The 2014 federal budget will provide Ontario’s battered manufacturing sector with more than $1 billion in spending over the next two years to help the auto industry and build a new bridge to the U.S. at Windsor, Ont.



The 2014 federal budget will provide Ontario’s battered manufacturing sector with more than $1 billion in spending over the next two years to help the auto industry and build a new bridge to the U.S. at Windsor, Ont.

 

The budget called for spending $631 million over the next two years to help build a new Detroit-Windsor crossing. “Our investment in the new Windsor-Detroit crossing means Canadian goods will get to market faster, allowing businesses to grow, expand trade, and help secure a prosperous future,” Finance Minister Jim Flaherty said.

 

The commitment includes $470 million in new funding and is up from a plan to spend $25 million over three years in last year’s budget to help advance the project. The Windsor-Detroit trade corridor handles roughly 30 per cent of Canada-U.S. trade by truck, the government estimates.
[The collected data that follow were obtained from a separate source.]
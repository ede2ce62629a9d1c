//! Runtime settings for the console.

pub mod config;
use serde::Serialize;

/// Number of pages the server serves for `count` matching records.
///
/// This is the only page count the console trusts; a zero page size yields
/// zero pages.
pub fn page_count(count: usize, page_size: usize) -> usize {
    if page_size == 0 {
        return 0;
    }
    count.div_ceil(page_size)
}

/// Page numbers to render in the navigation bar, with `None` standing for a gap.
fn get_pages(
    total_pages: usize,
    current_page: usize,
    left_edge: usize,
    left_current: usize,
    right_current: usize,
    right_edge: usize,
) -> Vec<Option<usize>> {
    let last_page = total_pages;

    if last_page == 0 {
        return vec![];
    }

    let mut pages = Vec::new();

    let left_end = (1 + left_edge).min(last_page + 1);
    pages.extend((1..left_end).map(Some));

    let mid_start = left_end.max(current_page.saturating_sub(left_current));
    let mid_end = (current_page + right_current + 1).min(last_page + 1);

    if mid_start > left_end {
        pages.push(None);
    }
    pages.extend((mid_start..mid_end).map(Some));

    let right_start = mid_end.max(last_page.saturating_sub(right_edge) + 1);

    if right_start > mid_end {
        pages.push(None);
    }
    pages.extend((right_start..=last_page).map(Some));

    pages
}

/// Navigation window around the current page.
#[derive(Clone, Debug, Default, PartialEq, Eq, Serialize)]
pub struct PageWindow {
    pub pages: Vec<Option<usize>>,
    pub page: usize,
    pub has_prev: bool,
    pub has_next: bool,
}

impl PageWindow {
    pub fn new(current_page: usize, total_pages: usize) -> Self {
        let current_page = if current_page == 0 { 1 } else { current_page };

        Self {
            pages: get_pages(total_pages, current_page, 2, 2, 4, 2),
            page: current_page,
            has_prev: current_page > 1,
            has_next: current_page < total_pages,
        }
    }
}
use async_trait::async_trait;

use crate::domain::auth::Credential;
use crate::domain::types::VehicleId;
use crate::domain::vehicle::{Vehicle, VehicleFields, VehiclePage};
use crate::repository::errors::RepositoryResult;

pub mod errors;
pub mod http;
#[cfg(feature = "test-mocks")]
pub mod mock;

pub use http::HttpVehicleRepository;

/// Address of one list fetch: a 1-based page of the records matching `search`.
#[derive(Debug, Clone, PartialEq, Eq)]
pub struct VehicleListQuery {
    pub page: usize,
    pub search: String,
}

impl Default for VehicleListQuery {
    fn default() -> Self {
        Self::new()
    }
}

impl VehicleListQuery {
    pub fn new() -> Self {
        Self {
            page: 1,
            search: String::new(),
        }
    }

    pub fn search(mut self, term: impl Into<String>) -> Self {
        self.search = term.into();
        self
    }

    pub fn page(mut self, page: usize) -> Self {
        self.page = page.max(1);
        self
    }
}

/// Read side of the remote vehicle collection.
///
/// Implementations never cache and never retry.
#[async_trait]
pub trait VehicleReader: Send + Sync {
    async fn list_vehicles(
        &self,
        credential: &Credential,
        query: &VehicleListQuery,
    ) -> RepositoryResult<VehiclePage>;
}

/// Write side of the remote vehicle collection.
#[async_trait]
pub trait VehicleWriter: Send + Sync {
    async fn create_vehicle(
        &self,
        credential: &Credential,
        fields: &VehicleFields,
    ) -> RepositoryResult<Vehicle>;

    /// Replaces every editable field of the record; identity is preserved.
    async fn update_vehicle(
        &self,
        credential: &Credential,
        id: VehicleId,
        fields: &VehicleFields,
    ) -> RepositoryResult<Vehicle>;

    async fn delete_vehicle(&self, credential: &Credential, id: VehicleId)
    -> RepositoryResult<()>;
}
Delays in crossing the border are a serious problem for the auto industry, which relies on the timely delivery of parts and other supplies to keep their production lines moving.

 

Carmakers and auto parts manufacturers in Southwestern Ontario also stand to benefit from an additional $500 million over two years being added to the Automotive Innovation Fund, a commitment that drew praise from the Automotive Parts Manufacturers’ Association (APMA). “APMA is pleased to support the Government of Canada’s 2014 Federal Budget relating to an additional $500 million over two years towards innovation and new investments in Canada’s auto industry included in Economic Action Plan 2014,” the Toronto-based organization said. “This announcement follows the recommendations put forth by the Canadian Automotive Partnership Council, A Call to Action II.” APMA president Steve Rodgers also noted that “securing investments for new and existing OEM production facilities is the most efficient method to sustaining and supporting growth in the automotive supply chain in Canada. This support will assist Canadian assembly and related suppliers in achieving its target of 17-18% of NAFTA production.” 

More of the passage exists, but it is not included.